You became unemployed in the 2010 financial year.

During the 2010 financial year you received unemployment benefits for a three month period.

The amounts were paid directly to your home loan account by the insurance company.

The benefit provided by the insurance policy only covers your minimum monthly loan repayment for a maximum period of three months.

Relevant legislative provisions

Income Tax Assessment Act 1997 section 6-5.

Reasons for decision

Summary

The payments applied to your home loan are considered to be amounts that replace your income from salary and wages. Therefore the payments are assessable income under section 6-5 of the Income Tax Assessment Act 1997 (ITAA 1997).

Detailed reasoning

Subsection 6-5(2) of the ITAA 1997 provides that the assessable income of a resident taxpayer includes ordinary income derived directly or indirectly from all sources during the income year.

Based on case law, it can be said that ordinary income generally includes receipts that are earned, expected, are relied upon and have an element of periodicity, recurrence or regularity. Payments of salary and wages for example, are income according to ordinary concepts and are included in assessable income under section 6-5 of the ITAA 1997.

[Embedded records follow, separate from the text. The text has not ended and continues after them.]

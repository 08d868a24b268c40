//! Test utilities for creating temporary directory trees.
//!
//! This module is only compiled for tests and benchmarks.

use std::fs;
use std::path::{Path, PathBuf};
use tempfile::TempDir;

/// A temporary directory tree for testing.
///
/// The directory is automatically cleaned up when dropped.
pub struct TestDir {
    dir: TempDir,
}

impl TestDir {
    /// Create a new empty temporary directory.
    pub fn new() -> Self {
        let dir = TempDir::new().expect("Failed to create temp dir");
        Self { dir }
    }

    /// Get the path to the temporary directory.
    pub fn path(&self) -> &Path {
        self.dir.path()
    }

    /// The directory path as UTF-8, for passing on a command line.
    pub fn path_str(&self) -> &str {
        self.dir.path().to_str().expect("temp dir path is not UTF-8")
    }

    /// Add a file with the given content.
    ///
    /// Creates parent directories as needed.
    pub fn add_file(&self, path: &str, content: &str) -> PathBuf {
        let full_path = self.dir.path().join(path);
        if let Some(parent) = full_path.parent() {
            fs::create_dir_all(parent).expect("Failed to create parent dirs");
        }
        fs::write(&full_path, content).expect("Failed to write file");
        full_path
    }

    /// Add an empty directory, creating parents as needed.
    pub fn add_dir(&self, path: &str) -> PathBuf {
        let full_path = self.dir.path().join(path);
        fs::create_dir_all(&full_path).expect("Failed to create dir");
        full_path
    }

    /// Populate a balanced tree: `width` files and `width` subdirectories per
    /// level, `depth` levels deep.
    pub fn populate(&self, width: usize, depth: usize) {
        fn fill(root: &Path, width: usize, depth: usize) {
            for i in 0..width {
                fs::write(root.join(format!("file_{}.txt", i)), "content")
                    .expect("Failed to write file");
            }
            if depth == 0 {
                return;
            }
            for i in 0..width {
                let sub = root.join(format!("dir_{}", i));
                fs::create_dir(&sub).expect("Failed to create dir");
                fill(&sub, width, depth - 1);
            }
        }
        fill(self.dir.path(), width, depth);
    }
}

impl Default for TestDir {
    fn default() -> Self {
        Self::new()
    }
}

For income tax purposes, an amount paid to compensate for a loss generally acquires the character of that for which it is substituted: Federal Commissioner of Taxation v. Dixon (1952) 86 CLR 540; (1952) 5 AITR 443; 10 ATD 82. Compensation payments which substitute income have been held by the courts to be income under ordinary concepts: Federal Commissioner of Taxation v. Inkster (1989) 24 FCR 53; (1989) 20 ATR 1516; 89 ATC 5142, Tinkler v. FC of T (1979) 10 ATR 411; 79 ATC 4641, and Case Y47 (1991) 22 ATR 3422; 91 ATC 433.

A monthly benefit paid under an insurance policy is intended to provide financial support and assistance for the person insured. While not earned, such payments are expected and relied upon by the insured, and being paid monthly, are recurring and regular. These benefits paid under a policy of insurance effectively replace a taxpayer's income from salary and wages.

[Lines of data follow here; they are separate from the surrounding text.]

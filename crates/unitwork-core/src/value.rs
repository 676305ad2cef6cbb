//! Dynamically-typed column values.

use serde::{Deserialize, Serialize};

/// A dynamically-typed value stored in a row.
///
/// This enum covers the column types the backing store understands and is
/// used for row materialization and field-level validation.
#[derive(Debug, Clone, PartialEq, Serialize, Deserialize)]
pub enum Value {
    /// NULL / absent value
    Null,

    /// Boolean value
    Bool(bool),

    /// 32-bit signed integer
    Int(i32),

    /// 64-bit signed integer
    BigInt(i64),

    /// 64-bit floating point
    Double(f64),

    /// Text string
    Text(String),
}

/// The declared type of a field, used for metadata and validation.
#[derive(Debug, Clone, Copy, PartialEq, Eq)]
pub enum ValueKind {
    /// Boolean column
    Bool,
    /// 32-bit integer column
    Int,
    /// 64-bit integer column
    BigInt,
    /// Floating point column
    Double,
    /// Text column
    Text,
}

impl ValueKind {
    /// Human-readable name of this kind.
    #[must_use]
    pub const fn name(&self) -> &'static str {
        match self {
            ValueKind::Bool => "BOOLEAN",
            ValueKind::Int => "INTEGER",
            ValueKind::BigInt => "BIGINT",
            ValueKind::Double => "DOUBLE",
            ValueKind::Text => "TEXT",
        }
    }
}

impl Value {
    /// Check if this value is NULL.
    #[must_use]
    pub const fn is_null(&self) -> bool {
        matches!(self, Value::Null)
    }

    /// Get the type name of this value.
    #[must_use]
    pub const fn type_name(&self) -> &'static str {
        match self {
            Value::Null => "NULL",
            Value::Bool(_) => "BOOLEAN",
            Value::Int(_) => "INTEGER",
            Value::BigInt(_) => "BIGINT",
            Value::Double(_) => "DOUBLE",
            Value::Text(_) => "TEXT",
        }
    }

    /// Whether this value is storable in a column of `kind`.
    ///
    /// NULL matches nothing (nullability is a separate check) and `Int`
    /// widens into a `BigInt` column.
    #[must_use]
    pub const fn matches_kind(&self, kind: ValueKind) -> bool {
        matches!(
            (self, kind),
            (Value::Bool(_), ValueKind::Bool)
                | (Value::Int(_), ValueKind::Int | ValueKind::BigInt)
                | (Value::BigInt(_), ValueKind::BigInt)
                | (Value::Double(_), ValueKind::Double)
                | (Value::Text(_), ValueKind::Text)
        )
    }

    /// Try to convert this value to a bool.
    #[must_use]
    pub fn as_bool(&self) -> Option<bool> {
        match self {
            Value::Bool(v) => Some(*v),
            Value::Int(v) => Some(*v != 0),
            Value::BigInt(v) => Some(*v != 0),
            _ => None,
        }
    }

    /// Try to convert this value to an i64.
    #[must_use]
    pub fn as_i64(&self) -> Option<i64> {
        match self {
            Value::Int(v) => Some(i64::from(*v)),
            Value::BigInt(v) => Some(*v),
            Value::Bool(v) => Some(i64::from(*v)),
            _ => None,
        }
    }

    /// Try to convert this value to an i32.
    #[must_use]
    pub fn as_i32(&self) -> Option<i32> {
        match self {
            Value::Int(v) => Some(*v),
            Value::BigInt(v) => i32::try_from(*v).ok(),
            _ => None,
        }
    }

    /// Try to convert this value to an f64.
    #[must_use]
    pub fn as_f64(&self) -> Option<f64> {
        match self {
            Value::Double(v) => Some(*v),
            Value::Int(v) => Some(f64::from(*v)),
            Value::BigInt(v) => Some(*v as f64),
            _ => None,
        }
    }

    /// Try to view this value as a string slice.
    #[must_use]
    pub fn as_str(&self) -> Option<&str> {
        match self {
            Value::Text(s) => Some(s),
            _ => None,
        }
    }

    /// Compare two values for ordering purposes.
    ///
    /// Numeric variants compare numerically across widths; text compares
    /// lexicographically. Mixed or NULL comparisons yield `None`.
    #[must_use]
    pub fn compare(&self, other: &Value) -> Option<std::cmp::Ordering> {
        match (self, other) {
            (Value::Text(a), Value::Text(b)) => Some(a.cmp(b)),
            (Value::Bool(a), Value::Bool(b)) => Some(a.cmp(b)),
            (Value::Double(_), _) | (_, Value::Double(_)) => {
                let a = self.as_f64()?;
                let b = other.as_f64()?;
                a.partial_cmp(&b)
            }
            _ => {
                let a = self.as_i64()?;
                let b = other.as_i64()?;
                Some(a.cmp(&b))
            }
        }
    }
}

impl From<bool> for Value {
    fn from(v: bool) -> Self {
        Value::Bool(v)
    }
}

impl From<i32> for Value {
    fn from(v: i32) -> Self {
        Value::Int(v)
    }
}

impl From<i64> for Value {
    fn from(v: i64) -> Self {
        Value::BigInt(v)
    }
}

impl From<f64> for Value {
    fn from(v: f64) -> Self {
        Value::Double(v)
    }
}

impl From<String> for Value {
    fn from(v: String) -> Self {
        Value::Text(v)
    }
}

impl From<&str> for Value {
    fn from(v: &str) -> Self {
        Value::Text(v.to_string())
    }
}

impl<T> From<Option<T>> for Value
where
    Value: From<T>,
{
    fn from(v: Option<T>) -> Self {
        v.map_or(Value::Null, Value::from)
    }
}

impl std::fmt::Display for Value {
    fn fmt(&self, f: &mut std::fmt::Formatter<'_>) -> std::fmt::Result {
        match self {
            Value::Null => write!(f, "NULL"),
            Value::Bool(v) => write!(f, "{v}"),
            Value::Int(v) => write!(f, "{v}"),
            Value::BigInt(v) => write!(f, "{v}"),
            Value::Double(v) => write!(f, "{v}"),
            Value::Text(v) => write!(f, "{v}"),
        }
    }
}

#[cfg(test)]
mod tests {
    use super::*;
    use std::cmp::Ordering;

    #[test]
    fn conversions() {
        assert_eq!(Value::from(5_i32), Value::Int(5));
        assert_eq!(Value::from("x"), Value::Text("x".to_string()));
        assert_eq!(Value::from(None::<i64>), Value::Null);
        assert_eq!(Value::from(Some(7_i64)), Value::BigInt(7));
    }

    #[test]
    fn numeric_coercion() {
        assert_eq!(Value::Int(3).as_i64(), Some(3));
        assert_eq!(Value::BigInt(3).as_i32(), Some(3));
        assert_eq!(Value::BigInt(i64::MAX).as_i32(), None);
        assert_eq!(Value::Int(2).as_f64(), Some(2.0));
    }

    #[test]
    fn kind_matching() {
        assert!(Value::Text("x".into()).matches_kind(ValueKind::Text));
        assert!(Value::Int(1).matches_kind(ValueKind::BigInt));
        assert!(!Value::BigInt(1).matches_kind(ValueKind::Int));
        assert!(!Value::Null.matches_kind(ValueKind::Text));
    }

    #[test]
    fn compare_across_widths() {
        assert_eq!(
            Value::Int(2).compare(&Value::BigInt(10)),
            Some(Ordering::Less)
        );
        assert_eq!(
            Value::Text("b".into()).compare(&Value::Text("a".into())),
            Some(Ordering::Greater)
        );
        assert_eq!(Value::Null.compare(&Value::Int(1)), None);
    }
}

Taxation Ruling TR 98/1 provides that under the receipts method, income is derived when it is received either actually or constructively under subsection 6-5(4) of the ITAA 1997.

Subsection 6-5(4) of the ITAA 1997 provides that in working out whether a taxpayer has derived an amount of ordinary income and when it is derived, a taxpayer is taken to have received the amount when it is applied or dealt with in any way on their behalf or as directed by them. An amount is treated as having been received as soon as the taxpayer gets a benefit from it.

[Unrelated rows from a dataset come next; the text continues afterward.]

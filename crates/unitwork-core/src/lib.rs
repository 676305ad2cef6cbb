//! Core types and traits for unitwork.
//!
//! This crate provides the foundational abstractions for change-tracked
//! persistence sessions:
//!
//! - `Entity` trait for struct-to-table mapping with key and token plumbing
//! - `FieldInfo` metadata carrying declarative validation rules
//! - `RelationInfo` / `LinkPair` for ownership-free many-to-many relations
//! - `Store` trait for the opaque transactional backing store
//! - The error taxonomy shared by every layer

pub mod entity;
pub mod error;
pub mod field;
pub mod filter;
pub mod relation;
pub mod row;
pub mod store;
pub mod validate;
pub mod value;

pub use entity::{DynEntity, Entity, EntityState, ErasedEntity, erase};
pub use error::{
    AttachError, ConflictError, Error, Result, StoreError, StoreErrorKind, TypeError,
    ValidationError, Violation, ViolationKind,
};
pub use field::FieldInfo;
pub use filter::{Filter, Order};
pub use relation::{LinkPair, RelationInfo, find_relation};
pub use row::Row;
pub use store::{SelectedRow, Store};
pub use validate::validate_row;
pub use value::{Value, ValueKind};
// Validate a graph member and every keyless member reachable beneath it,
// accumulating rather than short-circuiting.
fn validate_graph(member: &dyn ErasedEntity, errors: &mut ValidationError) {
    errors.extend(validate_row(
        member.table(),
        member.key(),
        member.fields(),
        &member.to_row(),
    ));
    for rel in member.relations() {
        for kid in member.related_new(rel.name) {
            validate_graph(kid.as_ref(), errors);
        }
    }
}

/// A declarative query: predicate, ordering terms and eager-loaded relations.
#[derive(Debug, Clone)]
pub struct Query {
    filter: Filter,
    order: Vec<Order>,
    includes: Vec<&'static str>,
}

impl Default for Query {
    fn default() -> Self {
        Self {
            filter: Filter::All,
            order: Vec::new(),
            includes: Vec::new(),
        }
    }
}

impl Query {
    /// Query matching every row.
    #[must_use]
    pub fn new() -> Self {
        Self::default()
    }

    /// Replace the predicate.
    #[must_use]
    pub fn filter(mut self, filter: Filter) -> Self {
        self.filter = filter;
        self
    }

    /// Append an ascending ordering term.
    #[must_use]
    pub fn order_by(mut self, column: &'static str) -> Self {
        self.order.push(Order::asc(column));
        self
    }

    /// Append a descending ordering term.
    #[must_use]
    pub fn order_by_desc(mut self, column: &'static str) -> Self {
        self.order.push(Order::desc(column));
        self
    }

    /// Eager-load a relation on every materialized entity.
    #[must_use]
    pub fn include(mut self, relation: &'static str) -> Self {
        self.includes.push(relation);
        self
    }
}

// Object-safe view over one tracked handle. Mutation goes through the
// handle's RwLock, so the slot itself is shared.
trait EntitySlot: Send + Sync {
    fn as_any(&self) -> &dyn Any;
    fn key(&self) -> Option<i64>;
    fn set_key(&self, key: i64);
    fn token(&self) -> Option<u64>;
    fn set_token(&self, token: u64);
    fn fields(&self) -> &'static [FieldInfo];
    fn relations(&self) -> &'static [RelationInfo];
    fn row(&self) -> Vec<(&'static str, Value)>;
    fn snapshot(&self) -> Result<Vec<u8>>;
    fn related_keys(&self, relation: &str) -> Vec<i64>;
    fn graph_children(&self) -> Vec<(&'static RelationInfo, Vec<DynEntity>)>;
    fn adopt_related_keys(&self, relation: &str, keys: &[i64]);
    fn install_identity(&self, map: &mut IdentityMap, key: i64);
}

In your case you took out insurance to cover your private home loan payments in the event of your inability to work. When you became unemployed, your insurance company paid amounts directly to your home loan for a period of three months. These payments were derived by you when they were applied to your home loan account. It is considered that the monthly payments effectively replace your income from salary and wages. Therefore the payments applied to your home loan under the insurance policy are assessable income under section 6-5 of the ITAA 1997.